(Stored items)

■ ■ ■ ■ ■

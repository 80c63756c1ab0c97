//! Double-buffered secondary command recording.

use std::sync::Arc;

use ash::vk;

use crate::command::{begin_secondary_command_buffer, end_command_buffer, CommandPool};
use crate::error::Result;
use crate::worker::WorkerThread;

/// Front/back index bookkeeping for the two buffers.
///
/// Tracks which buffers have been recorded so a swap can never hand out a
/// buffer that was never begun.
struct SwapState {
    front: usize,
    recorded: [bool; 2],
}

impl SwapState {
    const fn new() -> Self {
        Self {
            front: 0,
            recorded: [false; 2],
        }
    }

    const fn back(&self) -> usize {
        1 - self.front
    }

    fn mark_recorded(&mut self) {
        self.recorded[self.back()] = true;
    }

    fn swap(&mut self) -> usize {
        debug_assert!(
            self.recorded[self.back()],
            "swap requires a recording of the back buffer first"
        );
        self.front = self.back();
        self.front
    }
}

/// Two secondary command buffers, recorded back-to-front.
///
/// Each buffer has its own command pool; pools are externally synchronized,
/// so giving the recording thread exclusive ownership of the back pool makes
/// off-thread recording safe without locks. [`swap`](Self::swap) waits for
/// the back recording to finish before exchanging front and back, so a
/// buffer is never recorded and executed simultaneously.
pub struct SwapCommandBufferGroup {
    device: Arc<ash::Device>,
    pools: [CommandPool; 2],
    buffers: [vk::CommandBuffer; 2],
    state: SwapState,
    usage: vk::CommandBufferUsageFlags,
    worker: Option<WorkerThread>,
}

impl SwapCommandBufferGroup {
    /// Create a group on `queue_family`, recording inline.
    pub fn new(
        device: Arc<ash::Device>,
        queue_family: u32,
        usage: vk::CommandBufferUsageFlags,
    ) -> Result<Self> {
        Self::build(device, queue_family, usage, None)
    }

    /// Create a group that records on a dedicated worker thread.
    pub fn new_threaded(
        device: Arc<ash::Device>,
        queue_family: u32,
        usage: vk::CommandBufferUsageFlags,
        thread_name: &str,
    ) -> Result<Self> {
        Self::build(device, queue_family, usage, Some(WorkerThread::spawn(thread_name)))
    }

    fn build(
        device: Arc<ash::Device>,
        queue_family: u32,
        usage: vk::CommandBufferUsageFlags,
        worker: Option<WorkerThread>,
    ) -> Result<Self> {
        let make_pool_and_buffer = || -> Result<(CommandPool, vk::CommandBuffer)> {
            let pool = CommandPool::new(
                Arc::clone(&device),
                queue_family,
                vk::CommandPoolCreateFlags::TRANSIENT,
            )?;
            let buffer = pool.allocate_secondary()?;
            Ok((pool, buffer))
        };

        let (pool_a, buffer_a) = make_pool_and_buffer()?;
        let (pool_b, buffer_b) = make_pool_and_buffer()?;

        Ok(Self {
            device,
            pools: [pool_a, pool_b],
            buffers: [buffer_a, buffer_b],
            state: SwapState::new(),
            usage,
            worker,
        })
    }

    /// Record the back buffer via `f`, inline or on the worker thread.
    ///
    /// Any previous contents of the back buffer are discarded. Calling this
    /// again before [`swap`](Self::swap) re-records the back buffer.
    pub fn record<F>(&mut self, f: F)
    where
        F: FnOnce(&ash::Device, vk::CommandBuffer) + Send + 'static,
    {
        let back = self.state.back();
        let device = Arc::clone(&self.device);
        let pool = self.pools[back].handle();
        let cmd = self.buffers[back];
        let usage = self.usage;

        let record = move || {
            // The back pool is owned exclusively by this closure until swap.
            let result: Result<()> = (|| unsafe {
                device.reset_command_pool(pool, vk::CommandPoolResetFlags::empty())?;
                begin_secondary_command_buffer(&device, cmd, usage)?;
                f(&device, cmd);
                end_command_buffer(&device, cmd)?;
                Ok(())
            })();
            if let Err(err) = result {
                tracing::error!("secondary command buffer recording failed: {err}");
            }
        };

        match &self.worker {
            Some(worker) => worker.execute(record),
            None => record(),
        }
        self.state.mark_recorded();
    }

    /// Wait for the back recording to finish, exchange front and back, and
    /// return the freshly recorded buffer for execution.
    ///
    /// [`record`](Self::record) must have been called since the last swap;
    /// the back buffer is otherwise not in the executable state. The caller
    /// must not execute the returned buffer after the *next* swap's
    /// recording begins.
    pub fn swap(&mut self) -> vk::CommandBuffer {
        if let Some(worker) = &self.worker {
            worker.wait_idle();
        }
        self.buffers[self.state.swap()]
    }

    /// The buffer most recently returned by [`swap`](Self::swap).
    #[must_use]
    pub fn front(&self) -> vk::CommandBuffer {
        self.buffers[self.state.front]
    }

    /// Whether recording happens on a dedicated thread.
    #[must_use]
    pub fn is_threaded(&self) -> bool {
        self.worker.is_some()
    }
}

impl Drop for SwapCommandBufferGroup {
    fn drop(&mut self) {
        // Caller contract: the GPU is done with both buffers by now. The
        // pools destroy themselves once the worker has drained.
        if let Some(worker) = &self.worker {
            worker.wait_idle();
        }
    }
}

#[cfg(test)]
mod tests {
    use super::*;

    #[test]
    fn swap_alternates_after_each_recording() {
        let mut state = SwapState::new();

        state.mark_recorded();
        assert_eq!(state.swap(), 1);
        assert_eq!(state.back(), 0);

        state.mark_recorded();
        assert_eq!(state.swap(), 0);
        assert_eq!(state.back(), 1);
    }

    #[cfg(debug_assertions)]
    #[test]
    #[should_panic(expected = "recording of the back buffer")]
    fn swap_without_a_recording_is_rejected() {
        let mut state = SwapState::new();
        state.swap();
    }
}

■ ■ ■ ■ ■

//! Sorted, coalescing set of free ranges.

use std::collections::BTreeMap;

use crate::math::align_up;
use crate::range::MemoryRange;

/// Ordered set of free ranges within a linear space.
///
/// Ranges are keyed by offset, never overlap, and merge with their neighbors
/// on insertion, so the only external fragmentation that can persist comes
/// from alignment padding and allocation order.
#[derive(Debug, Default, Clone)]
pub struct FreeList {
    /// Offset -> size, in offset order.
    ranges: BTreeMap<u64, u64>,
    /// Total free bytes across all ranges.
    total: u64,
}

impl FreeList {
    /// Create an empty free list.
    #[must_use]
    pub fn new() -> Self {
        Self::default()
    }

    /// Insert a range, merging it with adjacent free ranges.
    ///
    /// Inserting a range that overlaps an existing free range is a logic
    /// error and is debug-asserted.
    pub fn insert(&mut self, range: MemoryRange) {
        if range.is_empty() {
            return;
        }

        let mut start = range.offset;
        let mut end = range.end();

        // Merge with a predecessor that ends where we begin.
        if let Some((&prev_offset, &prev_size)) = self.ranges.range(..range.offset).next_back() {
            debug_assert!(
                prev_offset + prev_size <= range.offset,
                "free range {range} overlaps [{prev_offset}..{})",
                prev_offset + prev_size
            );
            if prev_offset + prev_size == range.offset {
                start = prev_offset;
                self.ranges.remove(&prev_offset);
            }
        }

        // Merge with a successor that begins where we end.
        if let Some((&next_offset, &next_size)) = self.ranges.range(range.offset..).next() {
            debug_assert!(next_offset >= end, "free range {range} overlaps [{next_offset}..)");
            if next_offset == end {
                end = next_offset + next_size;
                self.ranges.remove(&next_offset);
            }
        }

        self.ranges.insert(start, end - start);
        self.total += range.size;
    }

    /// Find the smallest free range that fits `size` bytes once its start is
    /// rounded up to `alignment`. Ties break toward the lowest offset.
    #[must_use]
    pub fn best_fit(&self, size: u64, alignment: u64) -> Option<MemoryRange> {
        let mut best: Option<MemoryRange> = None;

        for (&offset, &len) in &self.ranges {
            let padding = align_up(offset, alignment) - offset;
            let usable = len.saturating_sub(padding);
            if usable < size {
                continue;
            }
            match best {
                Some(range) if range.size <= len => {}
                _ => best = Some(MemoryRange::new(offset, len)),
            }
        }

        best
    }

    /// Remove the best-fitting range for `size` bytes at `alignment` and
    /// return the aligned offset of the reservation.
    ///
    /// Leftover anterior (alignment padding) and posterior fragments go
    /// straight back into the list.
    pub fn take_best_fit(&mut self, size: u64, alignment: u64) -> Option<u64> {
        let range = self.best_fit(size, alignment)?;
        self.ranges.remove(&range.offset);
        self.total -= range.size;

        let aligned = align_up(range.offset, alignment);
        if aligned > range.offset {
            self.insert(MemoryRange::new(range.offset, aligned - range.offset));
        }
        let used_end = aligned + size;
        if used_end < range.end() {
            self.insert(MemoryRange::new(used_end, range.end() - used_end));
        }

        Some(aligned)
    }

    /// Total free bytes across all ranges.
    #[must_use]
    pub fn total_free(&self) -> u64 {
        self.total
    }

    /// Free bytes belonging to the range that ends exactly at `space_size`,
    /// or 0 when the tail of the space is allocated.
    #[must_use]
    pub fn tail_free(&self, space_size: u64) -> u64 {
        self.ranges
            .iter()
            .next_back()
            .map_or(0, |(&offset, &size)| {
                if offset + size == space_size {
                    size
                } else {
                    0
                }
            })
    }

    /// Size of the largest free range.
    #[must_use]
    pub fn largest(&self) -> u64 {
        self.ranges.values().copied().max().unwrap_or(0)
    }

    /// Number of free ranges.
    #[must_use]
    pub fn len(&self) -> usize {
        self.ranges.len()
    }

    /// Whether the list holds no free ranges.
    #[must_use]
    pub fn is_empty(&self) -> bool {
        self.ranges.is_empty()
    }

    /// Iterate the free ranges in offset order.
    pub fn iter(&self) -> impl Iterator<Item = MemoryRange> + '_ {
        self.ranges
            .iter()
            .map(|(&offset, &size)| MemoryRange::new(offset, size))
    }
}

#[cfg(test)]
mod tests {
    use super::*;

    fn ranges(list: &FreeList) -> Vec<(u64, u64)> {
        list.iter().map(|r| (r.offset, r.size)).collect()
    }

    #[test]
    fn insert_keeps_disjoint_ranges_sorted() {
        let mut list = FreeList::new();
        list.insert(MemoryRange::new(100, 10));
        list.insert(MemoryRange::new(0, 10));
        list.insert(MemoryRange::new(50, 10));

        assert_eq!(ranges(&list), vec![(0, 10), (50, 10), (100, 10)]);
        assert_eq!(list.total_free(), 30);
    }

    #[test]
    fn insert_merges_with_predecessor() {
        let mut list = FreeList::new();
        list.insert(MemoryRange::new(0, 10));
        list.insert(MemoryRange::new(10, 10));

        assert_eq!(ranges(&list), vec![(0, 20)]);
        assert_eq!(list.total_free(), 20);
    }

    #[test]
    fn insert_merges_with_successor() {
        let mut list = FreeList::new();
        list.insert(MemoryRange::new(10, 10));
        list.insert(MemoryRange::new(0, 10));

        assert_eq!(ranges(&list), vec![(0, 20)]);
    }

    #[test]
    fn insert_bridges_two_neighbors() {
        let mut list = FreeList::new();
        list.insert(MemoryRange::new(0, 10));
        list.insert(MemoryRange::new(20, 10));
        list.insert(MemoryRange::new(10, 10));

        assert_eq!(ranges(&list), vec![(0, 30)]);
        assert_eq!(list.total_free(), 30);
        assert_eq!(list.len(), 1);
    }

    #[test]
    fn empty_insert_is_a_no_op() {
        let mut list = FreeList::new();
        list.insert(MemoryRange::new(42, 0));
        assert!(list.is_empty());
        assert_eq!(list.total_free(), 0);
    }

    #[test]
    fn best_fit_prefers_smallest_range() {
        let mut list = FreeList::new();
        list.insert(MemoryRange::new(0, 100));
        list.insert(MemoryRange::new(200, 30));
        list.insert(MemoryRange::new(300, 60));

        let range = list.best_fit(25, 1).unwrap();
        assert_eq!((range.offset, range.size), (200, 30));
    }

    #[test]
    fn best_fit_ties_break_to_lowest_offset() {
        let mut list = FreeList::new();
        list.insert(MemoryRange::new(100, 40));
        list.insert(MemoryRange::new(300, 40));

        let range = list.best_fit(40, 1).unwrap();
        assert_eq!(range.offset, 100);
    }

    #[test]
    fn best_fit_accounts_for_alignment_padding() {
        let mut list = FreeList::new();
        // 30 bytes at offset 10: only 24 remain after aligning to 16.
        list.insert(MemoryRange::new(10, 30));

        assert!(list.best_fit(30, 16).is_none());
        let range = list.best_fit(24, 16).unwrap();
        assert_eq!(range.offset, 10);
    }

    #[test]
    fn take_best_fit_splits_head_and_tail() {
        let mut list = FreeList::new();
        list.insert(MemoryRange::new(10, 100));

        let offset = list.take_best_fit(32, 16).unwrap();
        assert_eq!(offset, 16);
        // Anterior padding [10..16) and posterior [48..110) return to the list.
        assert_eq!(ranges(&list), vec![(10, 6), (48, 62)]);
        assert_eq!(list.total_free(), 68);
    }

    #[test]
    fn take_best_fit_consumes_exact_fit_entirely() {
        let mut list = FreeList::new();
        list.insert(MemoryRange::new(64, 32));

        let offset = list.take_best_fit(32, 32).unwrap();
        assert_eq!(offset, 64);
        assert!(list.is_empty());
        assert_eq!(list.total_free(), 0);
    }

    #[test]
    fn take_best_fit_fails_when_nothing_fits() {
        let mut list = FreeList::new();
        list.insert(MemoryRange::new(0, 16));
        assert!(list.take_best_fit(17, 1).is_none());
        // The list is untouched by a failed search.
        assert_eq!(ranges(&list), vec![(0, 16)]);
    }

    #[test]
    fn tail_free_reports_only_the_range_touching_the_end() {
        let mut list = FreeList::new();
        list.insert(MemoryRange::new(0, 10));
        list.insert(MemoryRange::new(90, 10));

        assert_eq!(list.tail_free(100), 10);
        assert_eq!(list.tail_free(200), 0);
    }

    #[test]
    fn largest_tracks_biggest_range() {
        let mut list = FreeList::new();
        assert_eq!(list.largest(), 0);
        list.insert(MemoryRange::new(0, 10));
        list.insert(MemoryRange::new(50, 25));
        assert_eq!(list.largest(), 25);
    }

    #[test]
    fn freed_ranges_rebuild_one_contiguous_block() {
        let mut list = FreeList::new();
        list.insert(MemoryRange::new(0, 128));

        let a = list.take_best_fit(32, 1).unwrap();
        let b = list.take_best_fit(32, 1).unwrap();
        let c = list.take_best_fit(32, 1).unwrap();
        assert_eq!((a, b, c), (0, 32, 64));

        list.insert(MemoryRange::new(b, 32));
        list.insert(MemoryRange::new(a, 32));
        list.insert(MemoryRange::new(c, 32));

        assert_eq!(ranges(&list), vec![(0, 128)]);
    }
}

■ ■ ■ ■ ■

# YOUR OBJECTIVE:
From the entries above, give again exactly the lines running from the line with "self.front = self.back();" to the line with "off-thread recording safe"; include both of those lines.

# EXERCISE SOLUTION:
        self.front = self.back();
        self.front
    }
}

/// Two secondary command buffers, recorded back-to-front.
///
/// Each buffer has its own command pool; pools are externally synchronized,
/// so giving the recording thread exclusive ownership of the back pool makes
/// off-thread recording safe without locks. [`swap`](Self::swap) waits for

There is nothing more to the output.